* Exercise objective
Transcribe the data below verbatim from the line with "let (shutdown_tx, _)" to the line with "let watch_dir = self.watch_dir();". Include both of those lines.

* Data
********
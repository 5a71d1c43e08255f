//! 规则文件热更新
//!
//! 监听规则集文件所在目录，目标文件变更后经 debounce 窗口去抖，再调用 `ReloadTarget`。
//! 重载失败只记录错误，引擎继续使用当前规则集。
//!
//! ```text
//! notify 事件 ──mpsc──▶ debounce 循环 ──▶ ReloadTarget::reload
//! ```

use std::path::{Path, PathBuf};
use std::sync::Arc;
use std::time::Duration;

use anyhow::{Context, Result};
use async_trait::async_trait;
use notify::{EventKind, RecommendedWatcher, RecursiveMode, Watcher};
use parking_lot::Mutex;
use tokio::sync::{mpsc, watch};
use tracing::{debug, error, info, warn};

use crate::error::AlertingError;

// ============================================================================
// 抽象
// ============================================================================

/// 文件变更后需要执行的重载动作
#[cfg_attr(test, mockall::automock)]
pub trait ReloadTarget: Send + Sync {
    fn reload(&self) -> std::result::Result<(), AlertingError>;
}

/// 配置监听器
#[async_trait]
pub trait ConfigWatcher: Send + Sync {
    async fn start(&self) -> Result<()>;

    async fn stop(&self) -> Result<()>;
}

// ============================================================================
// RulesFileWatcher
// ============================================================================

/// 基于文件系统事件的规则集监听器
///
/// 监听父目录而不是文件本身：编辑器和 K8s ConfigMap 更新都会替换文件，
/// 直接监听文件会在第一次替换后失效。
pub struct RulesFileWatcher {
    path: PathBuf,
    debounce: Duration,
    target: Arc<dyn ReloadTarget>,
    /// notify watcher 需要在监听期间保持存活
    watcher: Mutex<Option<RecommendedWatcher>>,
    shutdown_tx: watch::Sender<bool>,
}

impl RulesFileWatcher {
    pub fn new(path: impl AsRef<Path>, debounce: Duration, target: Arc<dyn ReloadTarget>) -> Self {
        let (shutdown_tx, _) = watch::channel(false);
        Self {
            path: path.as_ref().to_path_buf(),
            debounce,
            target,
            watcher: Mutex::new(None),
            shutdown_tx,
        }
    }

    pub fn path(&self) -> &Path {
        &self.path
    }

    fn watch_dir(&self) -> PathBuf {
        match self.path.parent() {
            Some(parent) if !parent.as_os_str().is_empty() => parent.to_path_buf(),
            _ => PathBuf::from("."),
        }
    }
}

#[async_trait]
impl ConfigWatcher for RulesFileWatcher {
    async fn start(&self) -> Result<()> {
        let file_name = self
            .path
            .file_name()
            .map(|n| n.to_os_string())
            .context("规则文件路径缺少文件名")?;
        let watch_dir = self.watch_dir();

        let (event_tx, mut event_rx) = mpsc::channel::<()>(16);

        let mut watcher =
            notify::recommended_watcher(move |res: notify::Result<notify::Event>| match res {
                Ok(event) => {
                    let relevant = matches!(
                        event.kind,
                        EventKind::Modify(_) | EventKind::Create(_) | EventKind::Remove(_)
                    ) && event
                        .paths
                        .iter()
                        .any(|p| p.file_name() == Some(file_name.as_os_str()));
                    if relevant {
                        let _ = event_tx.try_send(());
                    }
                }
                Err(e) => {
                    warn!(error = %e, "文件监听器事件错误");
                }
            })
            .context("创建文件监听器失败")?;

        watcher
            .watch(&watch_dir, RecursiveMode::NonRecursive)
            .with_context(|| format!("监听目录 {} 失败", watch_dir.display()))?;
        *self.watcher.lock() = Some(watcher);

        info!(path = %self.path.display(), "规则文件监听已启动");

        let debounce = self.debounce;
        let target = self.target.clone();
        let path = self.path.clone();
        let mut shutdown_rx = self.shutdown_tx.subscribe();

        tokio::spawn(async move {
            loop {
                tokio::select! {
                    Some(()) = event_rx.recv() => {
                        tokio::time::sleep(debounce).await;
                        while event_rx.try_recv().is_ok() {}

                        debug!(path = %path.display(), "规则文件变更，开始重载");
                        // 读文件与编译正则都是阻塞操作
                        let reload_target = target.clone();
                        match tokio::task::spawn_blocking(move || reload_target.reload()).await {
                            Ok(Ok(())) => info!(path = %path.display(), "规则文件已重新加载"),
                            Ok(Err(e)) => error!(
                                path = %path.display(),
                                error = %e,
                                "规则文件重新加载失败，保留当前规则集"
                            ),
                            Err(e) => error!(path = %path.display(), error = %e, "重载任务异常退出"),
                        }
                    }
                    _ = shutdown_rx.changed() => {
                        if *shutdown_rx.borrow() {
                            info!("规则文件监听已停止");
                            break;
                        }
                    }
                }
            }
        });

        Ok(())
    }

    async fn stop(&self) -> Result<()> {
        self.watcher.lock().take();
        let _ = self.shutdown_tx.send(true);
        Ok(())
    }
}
********
* Task response
        let (shutdown_tx, _) = watch::channel(false);
        Self {
            path: path.as_ref().to_path_buf(),
            debounce,
            target,
            watcher: Mutex::new(None),
            shutdown_tx,
        }
    }

    pub fn path(&self) -> &Path {
        &self.path
    }

    fn watch_dir(&self) -> PathBuf {
        match self.path.parent() {
            Some(parent) if !parent.as_os_str().is_empty() => parent.to_path_buf(),
            _ => PathBuf::from("."),
        }
    }
}

#[async_trait]
impl ConfigWatcher for RulesFileWatcher {
    async fn start(&self) -> Result<()> {
        let file_name = self
            .path
            .file_name()
            .map(|n| n.to_os_string())
            .context("规则文件路径缺少文件名")?;
        let watch_dir = self.watch_dir();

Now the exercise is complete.